Because experimental theatre is a reaction to the traditional form, it necessarily refers to it. That’s always the case with avant-garde work, and the most successful rebels have taken care to first ground themselves in the traditions they want to break from. For example, Ingmar Bergman—whom no one accuses of being slavishly traditional—made Persona after working for two decades staging Aristotelian social dramas and romances. Ms. Copps is only following the best examples by taking care to first understand the theatrical norm.

And #3…a “natural” at acting? Again you demean the craft if you think that natural talent—if one can be so certain it exists, based on a job in politics—does not need rigorous training independently of said job to come to fruition (yes, we are back to fruition again; it’s the same point, really). Furthermore, equating real-life roles, that is, jobs--especially ones with at best a superficial kinship to traditional norms of theatrical performance and setting--with the role of theatrical performers, has been promoted for so long as a liberating concept that it has become a banality itself--a traditional norm.

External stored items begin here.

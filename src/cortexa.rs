//! Cortex-A cores. Only identified, no run control.

use std::rc::Rc;

use tracing::debug;

use crate::ap::Ap;
use crate::target::{CoreKind, Target, TargetKind, Targets};

/// Debug ID Register, at the start of the debug unit.
pub const DBGDIDR_OFFSET: u32 = 0x000;

pub fn probe(ap: &Rc<Ap>, debug_base: u32, targets: &mut Targets) -> Result<bool, anyhow::Error> {
    let didr = ap.mem_read32(debug_base.wrapping_add(DBGDIDR_OFFSET))?;
    if ap.dp().error()? {
        debug!("{:#010x}: fault reading DBGDIDR", debug_base);
        return Ok(false);
    }
    debug!(
        "{:#010x}: DBGDIDR {:#010x} ({} breakpoints, {} watchpoints)",
        debug_base,
        didr,
        (didr >> 24 & 0xF) + 1,
        (didr >> 28) + 1
    );

    targets.push(Target::new(
        "ARM Cortex-A",
        TargetKind::Core {
            ap: ap.clone(),
            core: CoreKind::CortexA { debug_base, didr },
        },
        *targets.config(),
    ));
    Ok(true)
}

#[cfg(test)]
mod tests {
    use super::*;
    use crate::config::Config;
    use crate::sim::SimState;

    #[test]
    fn creates_target_with_debug_base() {
        let mut sim = SimState::new(0x4BA0_0477);
        sim.add_mem_ap(0, 0x8000_0003);
        sim.write_word(0x8001_0000, 0x3515_F005);
        let (dp, _sim) = sim.into_dp();
        let ap = Rc::new(Ap::new(dp, 0).unwrap().unwrap());

        let mut targets = Targets::new(Config::default());
        assert!(probe(&ap, 0x8001_0000, &mut targets).unwrap());
        let t = targets.iter().next().unwrap();
        assert_eq!(t.driver(), "ARM Cortex-A");
        assert!(matches!(
            t.kind(),
            TargetKind::Core {
                core: CoreKind::CortexA {
                    debug_base: 0x8001_0000,
                    didr: 0x3515_F005
                },
                ..
            }
        ));
    }

    #[test]
    fn fault_creates_nothing() {
        let mut sim = SimState::new(0x4BA0_0477);
        sim.add_mem_ap(0, 0x8000_0003);
        sim.faulty.insert(0x8001_0000);
        let (dp, _sim) = sim.into_dp();
        let ap = Rc::new(Ap::new(dp, 0).unwrap().unwrap());

        let mut targets = Targets::new(Config::default());
        assert!(!probe(&ap, 0x8001_0000, &mut targets).unwrap());
        assert!(targets.is_empty());
    }
}
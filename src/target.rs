//! Debug targets produced by discovery.

use std::fmt;
use std::rc::Rc;

use tracing::{debug, warn};

use crate::ap::Ap;
use crate::config::Config;
use crate::discovery::Prober;
use crate::{cortexa, cortexm, efm32};

#[derive(Debug, thiserror::Error, docsplay::Display)]
pub enum TargetError {
    /// {0} is not supported by this target
    Unsupported(&'static str),
    /// no flash region contains address {0:#010x}
    NoFlashRegion(u32),
    /// bus fault accessing target memory
    Fault,
    /// timed out waiting for {0}
    Timeout(&'static str),
    /// {0} is busy
    Busy(&'static str),
    /// unknown command `{0}`
    UnknownCommand(String),
}

#[derive(Copy, Clone, PartialEq, Eq, Debug)]
pub struct RamRegion {
    pub start: u32,
    pub length: u32,
}

/// Erase and program operations for one kind of flash.
pub trait FlashDriver {
    /// Erase every block touched by `addr..addr + len`.
    fn erase(&self, target: &Target, region: &FlashRegion, addr: u32, len: u32) -> Result<(), anyhow::Error>;

    /// Program `src` at `dest`. `src` never spans more than one buffer.
    fn write(&self, target: &Target, region: &FlashRegion, dest: u32, src: &[u8]) -> Result<(), anyhow::Error>;
}

#[derive(Clone)]
pub struct FlashRegion {
    pub start: u32,
    pub length: u32,
    /// Erase granularity.
    pub block_size: u32,
    /// Largest write handed to the driver at once.
    pub buf_size: u32,
    pub driver: Rc<dyn FlashDriver>,
}

impl FlashRegion {
    pub fn contains(&self, addr: u32) -> bool {
        addr >= self.start && addr - self.start < self.length
    }
}

impl fmt::Debug for FlashRegion {
    fn fmt(&self, f: &mut fmt::Formatter<'_>) -> fmt::Result {
        f.debug_struct("FlashRegion")
            .field("start", &format_args!("{:#010x}", self.start))
            .field("length", &self.length)
            .field("block_size", &self.block_size)
            .field("buf_size", &self.buf_size)
            .finish()
    }
}

pub type CommandHandler = Rc<dyn Fn(&Target, &[&str], &mut dyn fmt::Write) -> Result<(), anyhow::Error>>;

#[derive(Clone)]
pub struct Command {
    pub name: &'static str,
    pub help: &'static str,
    pub handler: CommandHandler,
}

impl Command {
    pub fn new(
        name: &'static str,
        help: &'static str,
        handler: impl Fn(&Target, &[&str], &mut dyn fmt::Write) -> Result<(), anyhow::Error> + 'static,
    ) -> Self {
        Self {
            name,
            help,
            handler: Rc::new(handler),
        }
    }
}

#[derive(Clone)]
pub struct CommandGroup {
    pub name: String,
    pub commands: Vec<Command>,
}

#[derive(Copy, Clone, PartialEq, Eq, Debug)]
pub enum CoreKind {
    CortexM { cpuid: u32 },
    CortexA { debug_base: u32, didr: u32 },
}

pub enum TargetKind {
    /// A CPU core reachable through a MEM-AP.
    Core { ap: Rc<Ap>, core: CoreKind },
    /// A vendor authentication port. Only its commands do anything.
    AuthPort { ap: Rc<Ap> },
}

pub struct Target {
    driver: String,
    kind: TargetKind,
    config: Config,
    ram: Vec<RamRegion>,
    flash: Vec<FlashRegion>,
    commands: Vec<CommandGroup>,
    inhibit_srst: bool,
}

impl Target {
    pub fn new(driver: impl Into<String>, kind: TargetKind, config: Config) -> Self {
        Self {
            driver: driver.into(),
            kind,
            config,
            ram: Vec::new(),
            flash: Vec::new(),
            commands: Vec::new(),
            inhibit_srst: false,
        }
    }

    pub fn driver(&self) -> &str {
        &self.driver
    }

    pub fn set_driver(&mut self, driver: impl Into<String>) {
        self.driver = driver.into();
    }

    pub fn kind(&self) -> &TargetKind {
        &self.kind
    }

    pub fn ap(&self) -> &Rc<Ap> {
        match &self.kind {
            TargetKind::Core { ap, .. } | TargetKind::AuthPort { ap } => ap,
        }
    }

    pub fn config(&self) -> &Config {
        &self.config
    }

    pub fn ram(&self) -> &[RamRegion] {
        &self.ram
    }

    pub fn flash(&self) -> &[FlashRegion] {
        &self.flash
    }

    pub fn commands(&self) -> &[CommandGroup] {
        &self.commands
    }

    pub fn inhibit_srst(&self) -> bool {
        self.inhibit_srst
    }

    pub fn set_inhibit_srst(&mut self, inhibit: bool) {
        self.inhibit_srst = inhibit;
    }

    pub fn add_ram(&mut self, start: u32, length: u32) {
        self.ram.push(RamRegion { start, length });
    }

    pub fn add_flash(&mut self, region: FlashRegion) {
        debug!("{}: flash {:?}", self.driver, region);
        self.flash.push(region);
    }

    pub fn add_commands(&mut self, name: impl Into<String>, commands: Vec<Command>) {
        self.commands.push(CommandGroup {
            name: name.into(),
            commands,
        });
    }

    fn mem_ap(&self) -> Result<&Rc<Ap>, TargetError> {
        match &self.kind {
            TargetKind::Core { ap, .. } => Ok(ap),
            TargetKind::AuthPort { .. } => Err(TargetError::Unsupported("memory access")),
        }
    }

    pub fn mem_read(&self, dest: &mut [u8], src: u32) -> Result<(), anyhow::Error> {
        self.mem_ap()?.mem_read(dest, src)
    }

    pub fn mem_write(&self, dest: u32, src: &[u8]) -> Result<(), anyhow::Error> {
        self.mem_ap()?.mem_write(dest, src)
    }

    pub fn mem_read32(&self, addr: u32) -> Result<u32, anyhow::Error> {
        self.mem_ap()?.mem_read32(addr)
    }

    pub fn mem_read16(&self, addr: u32) -> Result<u16, anyhow::Error> {
        self.mem_ap()?.mem_read16(addr)
    }

    pub fn mem_write32(&self, addr: u32, val: u32) -> Result<(), anyhow::Error> {
        self.mem_ap()?.mem_write32(addr, val)
    }

    /// Read and clear the latched fault state of the link.
    pub fn check_error(&self) -> Result<bool, anyhow::Error> {
        match &self.kind {
            TargetKind::Core { ap, .. } => ap.dp().error(),
            TargetKind::AuthPort { .. } => Err(TargetError::Unsupported("error check").into()),
        }
    }

    pub fn halt(&self) -> Result<(), anyhow::Error> {
        match &self.kind {
            TargetKind::Core {
                ap,
                core: CoreKind::CortexM { .. },
            } => cortexm::halt(ap),
            _ => Err(TargetError::Unsupported("halt").into()),
        }
    }

    pub fn resume(&self) -> Result<(), anyhow::Error> {
        match &self.kind {
            TargetKind::Core {
                ap,
                core: CoreKind::CortexM { .. },
            } => cortexm::resume(ap),
            _ => Err(TargetError::Unsupported("resume").into()),
        }
    }

    fn flash_region(&self, addr: u32) -> Result<&FlashRegion, TargetError> {
        self.flash
            .iter()
            .find(|r| r.contains(addr))
            .ok_or(TargetError::NoFlashRegion(addr))
    }

    pub fn flash_erase(&self, addr: u32, len: u32) -> Result<(), anyhow::Error> {
        let region = self.flash_region(addr)?;
        region.driver.erase(self, region, addr, len)
    }

    /// Program `src` at `dest`, split on the region's buffer boundaries.
    pub fn flash_write(&self, dest: u32, src: &[u8]) -> Result<(), anyhow::Error> {
        let region = self.flash_region(dest)?;
        let mut addr = dest;
        let mut rest = src;
        while !rest.is_empty() {
            let room = region.buf_size - (addr - region.start) % region.buf_size;
            let (chunk, tail) = rest.split_at(rest.len().min(room as usize));
            region.driver.write(self, region, addr, chunk)?;
            addr = addr.wrapping_add(chunk.len() as u32);
            rest = tail;
        }
        Ok(())
    }

    fn find_command(&self, name: &str) -> Option<&Command> {
        self.commands
            .iter()
            .flat_map(|g| g.commands.iter())
            .find(|c| c.name == name)
    }

    /// Run a registered command. `args[0]` is the command name.
    ///
    /// Returns whether it succeeded; failures are logged.
    pub fn run_command(&self, args: &[&str], out: &mut dyn fmt::Write) -> bool {
        let Some(name) = args.first() else {
            return false;
        };
        let Some(cmd) = self.find_command(name) else {
            warn!("{}: {}", self.driver, TargetError::UnknownCommand(name.to_string()));
            return false;
        };
        let handler = cmd.handler.clone();
        match handler(self, args, out) {
            Ok(()) => true,
            Err(e) => {
                warn!("{}: command {} failed: {:#}", self.driver, name, e);
                false
            }
        }
    }
}

impl fmt::Debug for Target {
    fn fmt(&self, f: &mut fmt::Formatter<'_>) -> fmt::Result {
        f.debug_struct("Target")
            .field("driver", &self.driver)
            .field("ram", &self.ram)
            .field("flash", &self.flash)
            .field("inhibit_srst", &self.inhibit_srst)
            .finish()
    }
}

/// Collects the targets found while scanning a DP.
pub struct Targets {
    config: Config,
    list: Vec<Target>,
}

impl Targets {
    pub fn new(config: Config) -> Self {
        Self {
            config,
            list: Vec::new(),
        }
    }

    pub fn config(&self) -> &Config {
        &self.config
    }

    pub fn push(&mut self, target: Target) {
        debug!("new target: {}", target.driver());
        self.list.push(target);
    }

    pub fn iter(&self) -> impl Iterator<Item = &Target> {
        self.list.iter()
    }

    pub fn len(&self) -> usize {
        self.list.len()
    }

    pub fn is_empty(&self) -> bool {
        self.list.is_empty()
    }

    pub fn into_vec(self) -> Vec<Target> {
        self.list
    }
}

impl Prober for Targets {
    fn ap_hooks(&mut self, ap: &Rc<Ap>) {
        if let Err(e) = efm32::aap::probe(ap, self) {
            warn!("AP {}: EFM32 AAP probe failed: {:#}", ap.apsel(), e);
        }
    }

    fn cortexm(&mut self, ap: &Rc<Ap>, forced: bool) -> bool {
        cortexm::probe(ap, forced, self).unwrap_or_else(|e| {
            warn!("AP {}: cortexm probe failed: {:#}", ap.apsel(), e);
            false
        })
    }

    fn cortexa(&mut self, ap: &Rc<Ap>, debug_base: u32) -> bool {
        cortexa::probe(ap, debug_base, self).unwrap_or_else(|e| {
            warn!("AP {}: cortexa probe failed: {:#}", ap.apsel(), e);
            false
        })
    }
}
#![recursion_limit = "256"] // required by bitfield!
#![deny(unused_must_use)]

//! ARM Debug Interface v5 target discovery.
//!
//! A [`probe::Probe`] moves raw DP/AP register values; [`dp::Dp`] and
//! [`ap::Ap`] build the session on top of it and [`discovery::scan`] walks
//! every access port and CoreSight ROM table behind the DP, handing what it
//! finds to a [`discovery::Prober`]. [`target::Targets`] is the prober that
//! turns Cortex-M/A cores and EFM32 parts into [`target::Target`]s.

pub mod ap;
pub mod config;
pub mod coresight;
pub mod cortexa;
pub mod cortexm;
pub mod discovery;
pub mod dp;
pub mod efm32;
pub mod mem;
pub mod probe;
pub mod target;
pub mod timeout;

#[cfg(test)]
mod sim;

Musicians do scales so they can play more than one note, and eventually combine those notes into melodies. Ms. Copps hasn’t practised scales; she’s been playing a single note. Therefore, continuing the metaphor, she is not an accomplished musician.

You believe the process of training in the theatrical norm bogs an actor down in “jargon, rules, and restrictions.” That if they’ve “played a role” before, then they can also make effective experimental theatre. I recognize this clichéd accusation. It’s the lament of the college art student whose youthful instinct to rebel provokes him to blindly strain at the yoke of discipline and to align himself with famous—preferably notorious—names in the avant-garde. It’s a natural ethic for young novices to have, and it’s produced great work—when it doesn’t spoil the chance to first master the fundamentals. But if it does, then the ethic produces a dilettante. And that's a far more creatively restrictive situation than even a blind loyalty to tradition.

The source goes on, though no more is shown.